Maple Valley City Council approves Summit Park master plan

Ball fields took a step forward Monday at the Maple Valley City Council meeting, but not unanimously.

The council voted 5-1 to approve a resolution adopting the Summit Park and ball fields master plan after considerable discussion about the Bonneville Power Administration 375-foot wide easement running diagonally across the park with 230 kilovolt power lines.

The council members all discussed the need for parks and ball fields in the area.

“We are way behind right now in parks,” Councilman Bill Allison said. “This is not just a council decision, it is a community decision and the community is behind this (plan).”

Deputy Mayor Victoria Laise Jonas stated at the June 7 City Council meeting she could not support the plan if the design allowed the power lines to cross ball fields and she raised the issue again at Monday’s meeting.

After discussion, Jonas remained the dissenting vote with councillors Linda Johnson, Layne Barnes, Dana Parnello, Allison and Mayor Noel Gerken voting yes.

Jonas said she could not support the plan because she believes there is a risk of “unsafe exposure” to the electric magnetic fields from the power lines.

Along with the 230 kv line, BPA has informed the city of plans to build a second 500 kv line the future.

“Studies I have read are inconclusive and indicate there may or may not be a risk,” Jonas said. “We have a choice to build or not to build under these power lines.

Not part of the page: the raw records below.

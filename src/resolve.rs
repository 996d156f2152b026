//! Identity resolution: identifier → WebFinger → ActivityPub actor.
//!
//! [`Resolver`] chains the three stages. Each call is independent: nothing is
//! cached and nothing is retried, so a `Resolver` can be shared between tasks
//! resolving different identifiers at the same time.

use crate::client::{ActivityPubClient, ActorDocument, ClientConfig, ClientError};
use crate::identifier::{self, NormalizedIdentifier};
use crate::observe::{ObserverSlot, ResolveEvent, SharedObserver};
use crate::webfinger::{JrdResource, LinkFilter, WebFingerClient, WebFingerError};
use reqwest::Client;
use thiserror::Error;

/// Failure of one stage of a resolution
#[derive(Debug, Error)]
pub enum ResolveError {
    #[error("Failed to set up HTTP clients: {0}")]
    Setup(#[source] ClientError),

    #[error("WebFinger discovery failed: {0}")]
    Discovery(#[from] WebFingerError),

    #[error("Actor fetch failed: {0}")]
    Actor(#[from] ClientError),
}

/// Result type for resolution operations
pub type Result<T> = std::result::Result<T, ResolveError>;

/// Settings for building a [`Resolver`]
#[derive(Debug, Clone, Default)]
pub struct ResolverConfig {
    /// Settings for the actor fetch
    pub client: ClientConfig,
    /// Use plain `http` for WebFinger discovery
    pub insecure_http: bool,
}

/// Resolves user-supplied identifiers to WebFinger documents and ActivityPub actors
#[derive(Debug, Clone)]
pub struct Resolver {
    webfinger: WebFingerClient,
    activitypub: ActivityPubClient,
    observer: ObserverSlot,
}

impl Resolver {
    /// Create a resolver with default settings and no observer
    pub fn new() -> Result<Self> {
        Self::with_config(ResolverConfig::default(), None)
    }

    /// Create a resolver. Both stages share one HTTP connection pool.
    pub fn with_config(config: ResolverConfig, observer: Option<SharedObserver>) -> Result<Self> {
        let http = Client::builder()
            .build()
            .map_err(|err| ResolveError::Setup(err.into()))?;

        let webfinger = WebFingerClient::with_client(http.clone())
            .with_insecure_http(config.insecure_http)
            .with_observer(observer.clone());
        let activitypub = ActivityPubClient::with_client(http, config.client)
            .map_err(ResolveError::Setup)?
            .with_observer(observer.clone());

        Ok(Self {
            webfinger,
            activitypub,
            observer: ObserverSlot::new(observer),
        })
    }

    /// Normalize `candidate`, reporting the outcome to the observer.
    /// See [`identifier::normalize`] for the rules.
    pub fn normalize(&self, candidate: &str) -> Option<NormalizedIdentifier> {
        let normalized = identifier::normalize(candidate);
        self.observer.emit(ResolveEvent::Normalized {
            candidate,
            normalized: normalized.as_ref(),
        });
        normalized
    }

    /// Fetch the raw WebFinger document for `identifier`
    pub async fn webfinger(&self, identifier: &NormalizedIdentifier) -> Result<JrdResource> {
        Ok(self.webfinger.finger(identifier).await?)
    }

    /// Fetch the WebFinger document and return the first link href matching `filter`
    pub async fn first_link_href(
        &self,
        identifier: &NormalizedIdentifier,
        filter: LinkFilter<'_>,
    ) -> Result<Option<String>> {
        Ok(self.webfinger.first_link_href(identifier, filter).await?)
    }

    /// Resolve `identifier` to its ActivityPub actor.
    ///
    /// `Ok(None)` means discovery worked but advertised no
    /// `self`/`application/activity+json` link.
    pub async fn resolve_actor(
        &self,
        identifier: &NormalizedIdentifier,
    ) -> Result<Option<ActorDocument>> {
        let Some(href) = self
            .first_link_href(identifier, LinkFilter::activitypub_self())
            .await?
        else {
            return Ok(None);
        };

        let actor = self.activitypub.fetch_actor_href(&href).await?;
        Ok(Some(actor))
    }
}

I believe our community wants options.”

Jonas said she likes the master plan, but has an issue with the two soccer fields being built under the power lines.

“I want to vote yes, but in good conscience I can’t,” Jonas said.

Allison said his understanding of the scientific information on electric magnetic fields exposure risks is based on people living under the lines, rather than playing sports games for shorter periods of time.

Johnson said she felt Jonas was raising a “valid issue,” but it could be addressed in the next step when the city looks at placing a bond on the ballot to raise the funds for construction of the plan.

“It’s going to have to be a community effort,” Johnson said.

The council woman said her brother has a pacemaker and would not be able to go to the fields because of the medical device.

“But we can’t base the decision on my brother’s pacemaker,” Johnson said. “The people have to take responsibility for themselves and we need to move forward.”

Gerken said he believes the city and council has “done our due diligence.” The mayor said he believes the “body of science calls this safe. I think it is a great plan and I support the master plan.”

The council also passed a resolution authorizing the staff to apply for grant funding to the state Recreation and Conservation Office for up to $1 million.

The plan is to build the project in three phases at a total cost of about $17 million, including construction, management and engineering costs.